====== Data to examine
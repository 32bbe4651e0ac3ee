use std::path::{Path, PathBuf};
use std::time::Instant;

use anyhow::{Context, Result};
use clap::{Args, Parser, Subcommand};
use lumen_core::RenderSettings;
use lumen_renderer::{
    compute_auxiliary, reference_camera, render_offline, FrameLoop, FrameOutcome, FrameRenderer,
    ImageBuffer, OfflineSettings, RenderContext, Scene, ScenePreset,
};

/// Lumen: a Monte Carlo path tracer.
#[derive(Parser, Debug)]
#[command(author, version, about, long_about = None)]
struct Cli {
    #[command(subcommand)]
    command: Command,
}

#[derive(Subcommand, Debug)]
enum Command {
    /// Render one high quality image.
    Offline {
        #[command(flatten)]
        common: CommonArgs,

        /// Output image; `.ppm` or any format the image crate knows.
        #[arg(short, long, value_name = "FILE", default_value = "image.ppm")]
        output: PathBuf,

        /// Samples per stratum (each pixel has 2x2 strata).
        #[arg(short, long, value_name = "NUM")]
        samples: Option<u32>,

        /// Also write `<PREFIX>_albedo.png` and `<PREFIX>_normal.png`.
        #[arg(long, value_name = "PREFIX")]
        aux_prefix: Option<String>,
    },

    /// Run the progressive frame loop headless and save the last frame.
    Progressive {
        #[command(flatten)]
        common: CommonArgs,

        /// Number of frames to run.
        #[arg(long, value_name = "NUM", default_value_t = 16)]
        frames: u32,

        /// Output image for the last completed frame.
        #[arg(short, long, value_name = "FILE", default_value = "progressive.ppm")]
        output: PathBuf,

        /// Nudge the camera every few frames to exercise restarts.
        #[arg(long)]
        orbit: bool,
    },
}

#[derive(Args, Debug)]
struct CommonArgs {
    /// JSON render settings; flags below override it.
    #[arg(long, value_name = "FILE")]
    config: Option<PathBuf>,

    #[arg(long, value_name = "PIXELS")]
    width: Option<u32>,

    #[arg(long, value_name = "PIXELS")]
    height: Option<u32>,

    /// Worker threads (default: one per logical CPU).
    #[arg(short = 't', long, value_name = "NUM")]
    threads: Option<usize>,

    /// Fixed random seed for reproducible output.
    #[arg(long, value_name = "SEED")]
    seed: Option<u64>,

    /// Scene preset: cornell, cornell-large-light or cornell-mesh.
    #[arg(long, default_value = "cornell")]
    scene: ScenePreset,

    /// Binary STL file for the cornell-mesh preset.
    #[arg(long, value_name = "FILE")]
    mesh: Option<PathBuf>,

    /// Only log warnings and errors.
    #[arg(short, long)]
    quiet: bool,
}

impl CommonArgs {
    fn settings(&self) -> Result<RenderSettings> {
        let mut settings = match &self.config {
            Some(path) => RenderSettings::from_json_file(path)
                .with_context(|| format!("Failed to load settings from {}", path.display()))?,
            None => RenderSettings::default(),
        };

        if let Some(width) = self.width {
            settings.width = width;
        }
        if let Some(height) = self.height {
            settings.height = height;
        }
        if self.threads.is_some() {
            settings.threads = self.threads;
        }
        if self.seed.is_some() {
            settings.seed = self.seed;
        }

        settings.validate().context("Invalid render settings")?;
        Ok(settings)
    }

    fn scene(&self) -> Result<Scene> {
        let preset = self
            .scene
            .build(self.mesh.as_deref())
            .with_context(|| format!("Failed to build scene '{}'", self.scene))?;
        if let Some(err) = &preset.mesh_error {
            log::error!("Rendering without the mesh: {}", err);
        }
        Ok(preset.scene)
    }
}

impl Command {
    fn common(&self) -> &CommonArgs {
        match self {
            Command::Offline { common, .. } | Command::Progressive { common, .. } => common,
        }
    }
}

fn run_offline(
    scene: &Scene,
    settings: &RenderSettings,
    output: &Path,
    samples: Option<u32>,
    aux_prefix: Option<&str>,
) -> Result<()> {
    let camera = reference_camera();
    let mut offline = OfflineSettings::from_settings(settings);
    if let Some(samples) = samples {
        offline.samples = samples.max(1);
    }
    log::info!("Offline seed {}", offline.seed);

    let image = render_offline(scene, &camera, &offline)?;
    image
        .save(output)
        .with_context(|| format!("Failed to write {}", output.display()))?;

    if let Some(prefix) = aux_prefix {
        let aux = compute_auxiliary(scene, &camera, settings.width, settings.height)?;
        // Map normals from [-1, 1] into displayable range.
        let normal = ImageBuffer {
            data: aux.normal.data.iter().map(|n| n * 0.5 + 0.5).collect(),
            ..aux.normal
        };
        aux.albedo.save(format!("{prefix}_albedo.png"))?;
        normal.save(format!("{prefix}_normal.png"))?;
    }
    Ok(())
}

fn run_progressive(
    scene: &Scene,
    settings: &RenderSettings,
    frames: u32,
    output: &Path,
    orbit: bool,
) -> Result<()> {
    let renderer = FrameRenderer::from_settings(settings);
    let ctx = RenderContext::new();
    let mut frame_loop = FrameLoop::new(&renderer, scene, &ctx, reference_camera(), settings);
    log::info!(
        "Progressive loop: {} frames on {} workers",
        frames,
        renderer.workers()
    );

    let start = Instant::now();
    let mut cancelled = 0;
    for frame in 0..frames {
        // Simulated mouse motion lands while the frame is in flight.
        let nudge = orbit && frame % 4 == 3;
        let mut pumps = 0u32;
        let report = frame_loop.step(|| {
            pumps += 1;
            if nudge && pumps == 1 {
                ctx.add_mouse_delta(5, 0);
            }
        })?;
        if report.outcome == FrameOutcome::Cancelled {
            cancelled += 1;
        }
        log::info!(
            "Frame {:>3}: {:>3} spp {:?} in {:.2?} ({} pumps)",
            frame,
            report.samples,
            report.outcome,
            report.elapsed,
            pumps
        );
    }

    log::info!(
        "Ran {} frames in {:.2?}, {} cancelled, final yaw {:.1}",
        frames,
        start.elapsed(),
        cancelled,
        frame_loop.camera().yaw()
    );

    frame_loop
        .into_display()
        .save(output)
        .with_context(|| format!("Failed to write {}", output.display()))?;
    Ok(())
}

fn main() -> Result<()> {
    let cli = Cli::parse();
    let common = cli.command.common();

    let level = if common.quiet {
        log::LevelFilter::Warn
    } else {
        log::LevelFilter::Info
    };
    env_logger::Builder::from_default_env()
        .filter_level(level)
        .init();

    let settings = common.settings()?;
    let scene = common.scene()?;
    log::info!(
        "Rendering '{}' at {}x{}",
        common.scene,
        settings.width,
        settings.height
    );

    match &cli.command {
        Command::Offline {
            output,
            samples,
            aux_prefix,
            ..
        } => run_offline(&scene, &settings, output, *samples, aux_prefix.as_deref()),
        Command::Progressive {
            frames,
            output,
            orbit,
            ..
        } => run_progressive(&scene, &settings, *frames, output, *orbit),
    }
}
============
◆ What the task requires ◆
Return every line of the data above in which "RenderContext" appears.

◆ Reply to the task ◆
    ImageBuffer, OfflineSettings, RenderContext, Scene, ScenePreset,
    let ctx = RenderContext::new();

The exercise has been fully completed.